Last week, I got a message from the chapter president asking if there was any way I could possible go on a trip to Canada for a STEM exhibit for the B-25 that leaves this week. Uh…YES. Because I have the best spouse in the entire history of the world, he jumped right on it as well, making sure my schedule can be clear so I can go. When you’ve got a child whose needs obviously come first, and a spouse working full time, it can be easy for other things to get in the way. But he always does what he can to make sure I can do these things that matter so much to me, even if it means being gone for ten days at a stretch with little advance notice. STEM/STEAM mean a lot to me, inspiring kids to reach for their dreams means a lot to me…and this exhibit will include information about WASPs, and since they’re the ones who kept a dream alive inside me all my life, even when I was a kid back when I was told to my face that STEM were for boys, and only the A was for girls…
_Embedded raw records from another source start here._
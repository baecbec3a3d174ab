//! Mutation gate for shared versioned documents.
//!
//! Any document meant for safe concurrent mutation goes through two
//! explicit steps: acquire the document's named lock (bounded wait, fails
//! fast), then compare-and-swap on the stored version stamp. The version
//! check runs even though the lock is held, because another writer may
//! have completed between the caller's read and lock acquisition — the two
//! failure modes (can't-acquire vs stale-version) stay separately
//! observable. On success the document is written with its version
//! incremented; the lock is released unconditionally on every path.

use serde::de::DeserializeOwned;
use serde::{Deserialize, Serialize};
use tracing::warn;

use crate::datastore::{create_json, load_json, update_json, DataStore};
use crate::error::{Result, StoreError};
use crate::lock::{get_lock, release_lock, LockOptions};

/// A shared document carrying its optimistic-concurrency version stamp.
/// Serializes as `{"version": n, ...body}`.
#[derive(Debug, Clone, Serialize, Deserialize)]
pub struct Versioned<T> {
    pub version: u64,
    #[serde(flatten)]
    pub body: T,
}

/// Write `doc` back at `doc_key` if (and only if) the stored version still
/// matches `doc.version`. Returns the new stored version.
///
/// An absent document reads as version 0, so a caller seeding a fresh
/// document submits `version: 0` and the gate creates it at version 1.
pub async fn update_versioned<T>(
    store: &dyn DataStore,
    doc_key: &str,
    lock_key: &str,
    options: &LockOptions,
    doc: &Versioned<T>,
) -> Result<u64>
where
    T: Serialize + Sync,
{
    let lock = get_lock(store, lock_key, options).await?;
    let outcome = write_if_current(store, doc_key, doc).await;
    if let Err(e) = release_lock(store, &lock).await {
        warn!(lock = %lock.key, error = %e, "failed to release lock");
    }
    outcome
}

/// Load the document at `doc_key` with its version stamp.
pub async fn load_versioned<T>(store: &dyn DataStore, doc_key: &str) -> Result<Versioned<T>>
where
    T: DeserializeOwned,
{
    load_json(store, doc_key).await
}

async fn write_if_current<T>(
    store: &dyn DataStore,
    doc_key: &str,
    doc: &Versioned<T>,
) -> Result<u64>
where
    T: Serialize + Sync,
{
    let stored_version = match load_json::<serde_json::Value>(store, doc_key).await {
        Ok(stored) => stored.get("version").and_then(|v| v.as_u64()).unwrap_or(0),
        Err(e) if e.is_not_found() => 0,
        Err(e) => return Err(e),
    };

    if stored_version != doc.version {
        return Err(StoreError::VersionConflict {
            key: doc_key.to_string(),
            expected: doc.version,
            actual: stored_version,
        });
    }

    let next_version = doc.version + 1;
    let mut value = serde_json::to_value(doc)?;
    value["version"] = serde_json::Value::from(next_version);

    if store.exists(doc_key).await? {
        update_json(store, doc_key, &value).await?;
    } else {
        create_json(store, doc_key, &value).await?;
    }
    Ok(next_version)
}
So in another six days, I’ll be aboard the B-25 head to Canada living part of a dream, encouraging kids in STEM, spreading awareness of the WASPs, and learning about what it’s like to fly one of these warbirds that will be in our books. It’s the closest to real experience as possible for what those women did. That all these things that mean so much will be combining in a way I never would have bothered to dream as a possibility…flying, writing, history, STEM, kids…I can’t even figure out the words. It brings literal tears to my eyes.
And it the tour will end with this beast…one of the ten remaining airworthy B-17’s in the entire world. This baby’s also known as the Flying Fortress….
Fingers crossed that nothing falls through.